Lidia Lombardi
Al Teatro Vittoria di Roma

Wilde e l’ipocrita

Roberto Valerio e Valentina Sperlì ripropongono "Un marito ideale" di Oscar Wilde, dove il sarcasmo del grande irlandese mette a nudo gli scheletri di una borghesia malata

Oscar Wilde morì nel 1900, pare per una banale otite mal curata. Aveva 46 anni, non possedeva che poche sterline, aveva conosciuto il carcere dove era stato condannato ai lavori forzati per omosessualità. Eppure i suoi lavori erano famosi in tutto il mondo, specie le commedie. Ammaliavano le sue parole, l’abilità dialettica, l’humour dei paradossi e degli aforismi. Erano le armi con le quali, sottilmente, Wilde si impossessava dei propri spettatori, sferzandoli nel loro perbenismo teso a nascondere il marcio che ciascuno celava sotto il cappello a cilindro o le trine dell’abito. Il ventaglio di Lady Windemere, Una donna di nessun conto, L’importanza di chiamarsi Ernesto si ambientano nei salotti borghesi, ma l’enfant terrible Wilde tra calembours e raffinatezze verbali raschia le meschinità umane, vendicandosi dei crucifige inflittigli.

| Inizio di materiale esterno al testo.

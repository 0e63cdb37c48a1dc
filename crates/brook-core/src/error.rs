//! Error types for the Brook protocol.
use thiserror::Error;

#[derive(Error, Debug, Clone, PartialEq, Eq)]
pub enum TransactionError {
    #[error("empty inputs or outputs")] EmptyInputsOrOutputs,
    #[error("value overflow")] ValueOverflow,
    #[error("oversized: {size} > {max}")] OversizedTransaction { size: usize, max: usize },
    #[error("witness item {index} has length {len}, expected 64")] BadWitnessLength { index: usize, len: usize },
    #[error("truncated encoding")] Truncated,
    #[error("trailing bytes: {0}")] TrailingBytes(usize),
    #[error("non-canonical varint")] NonCanonicalVarint,
    #[error("serialization: {0}")] Serialization(String),
}

#[derive(Error, Debug, Clone, PartialEq, Eq)]
pub enum ScriptError {
    #[error("invalid multisig quorum: {m} of {n}")] InvalidQuorum { m: u8, n: u8 },
    #[error("invalid public key length: {0}")] InvalidKeyLength(usize),
    #[error("unrecognized script pattern")] UnknownPattern,
}

#[derive(Error, Debug, Clone, PartialEq, Eq)]
pub enum CryptoError {
    #[error("invalid public key bytes")] InvalidPublicKey,
    #[error("invalid secret key bytes")] InvalidSecretKey,
    #[error("invalid signature bytes")] InvalidSignature,
    #[error("signature verification failed")] VerificationFailed,
    #[error("key hash does not match expected")] KeyHashMismatch,
    #[error("redeem script does not match expected hash")] RedeemHashMismatch,
    #[error("input index out of bounds: {index} >= {len}")] InputIndexOutOfBounds { index: usize, len: usize },
    #[error("invalid derivation tweak")] InvalidTweak,
    #[error("malformed input script")] MalformedInputScript,
    #[error("witness does not satisfy script")] WitnessMismatch,
}

#[derive(Error, Debug, Clone, PartialEq, Eq)]
pub enum AddressError {
    #[error("invalid HRP")] InvalidHrp,
    #[error("invalid length")] InvalidLength,
    #[error("invalid checksum")] InvalidChecksum,
    #[error("invalid character: {0}")] InvalidCharacter(char),
    #[error("invalid version: {0}")] InvalidVersion(u8),
    #[error("invalid padding bits")] InvalidPadding,
    #[error("unknown network: {0}")] UnknownNetwork(String),
    #[error("missing separator")] MissingSeparator,
    #[error("mixed case")] MixedCase,
}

Anche Un marito ideale, del 1885, dunque l’ultima piéce per così dire leggera, viaggia sullo stesso binario compositivo. Senonché il protagonista messo alla gogna è un leader politico dal dubbio passato e perciò assai in sintonia con i nostri tempi. Sicché la messinscena prodotta dalla Compagnia Umberto Orsini può vantare un successo che dura da quattro stagioni e di nuovo è applaudita a Roma, al Teatro Vittoria, dove si replicherà fino al 29 novembre. A ragione, perché si sostiene su una drammaturgia brillante e allo stesso tempo impegnata e su una realizzazione scenica che esalta le virtù del testo. Insomma, un teatro classico, un teatro di parola, che dimostra di saper reggere quanto altre proposte meno convenzionali.

Ma chi è “il marito ideale” per Wilde? Un sottosegretario agli Esteri che ha agguantato la propria irresistibile ascesa grazie a un episodio di corruttela pubblica: ha svelato un segreto di Stato a un uomo di affari, che ne ha tratto profitto arricchendosi a dismisura. E però, ora che sir Childern si divide tra Governo e salotti e ha una moglie che vede in lui lo specchio della moralità e della quale è profondamente innamorato, piomba in casa sua l’intrigante lady Cheveley. Lei conosce lo scheletro nell’armadio del politico e lo ricatta. Childern è col nodo alla gola. La moglie scopre il suo peccato originale e vuole lasciarlo. Lui arriva a promettere che lascerà la vita pubblica, per espiare e farsi accettare dalla consorte. A sciogliere la vicenda è un amico, Lord Goring, personificazione dell’assunto di Wilde: uno snob che non si preoccupa di non far niente nella vita, se non osservare l’animo umano, traendone molti insegnamenti però. E una sapienza che gli permette di giudicare gli individui senza preconcetti. Così non ha pietà a smascherare l’affascinante lady Cheveley, capace di vivere solo di espedienti dietro il vezzoso sventolio delle sue piume. Ma ne ha pure per l’intransigente Gertrudh Childern, che riconduce a miti consigli nei confronti del marito: gli sia devota accentandolo com’è, con le sue ambizioni e i suoi errori del passato e non idealizzandolo come simulacro di una perfezione che non esiste.

Wilde dunque compie un’operazione sottile: smaschera dall’interno i guasti dell’ipocrita società vittoriana, non negando però la vittoria del bene sul male e perfino un consolatorio lieto fine. Gli basta segnalare che ognuno non è ciò che appare, dal politico alla donna di mondo, dalla mogliettina allo scapolo dandy, appunto quel lord Goring voce della coscienza cui affida la vera vittoria morale.

E che sia un mondo alla rovescia quello disegnato da Wilde lo anticipa Roberto Valerio, al quale si devono regia e adattamento del lavoro nonché la parte del suadente e umiliato Childern: all’avvio della commedia tutti i personaggi animano il palcoscenico con un sincronico ralenty di indietreggiamenti, come avviene a una pellicola che si riavvolge. Poi il via all’azione, con gli interpreti che funzionano a dovere in una macchina scenica oliatissima, rafforzata dalle battute caustiche del drammaturgo. Valentina Sperlì è una lady Cheveley sensuale e velenosa, Chiara Degani una legnosa Gertrudh, Pietro Bontempo un lord Goring capace d’umorismo e buon senso, alter ego di Wilde. Con loro Alarico Salaroli, il conformista padre di Goring, e Luca Damiani, nella doppia parte di compunto maggiordomo tuttofare ad uso del politico e dello snob.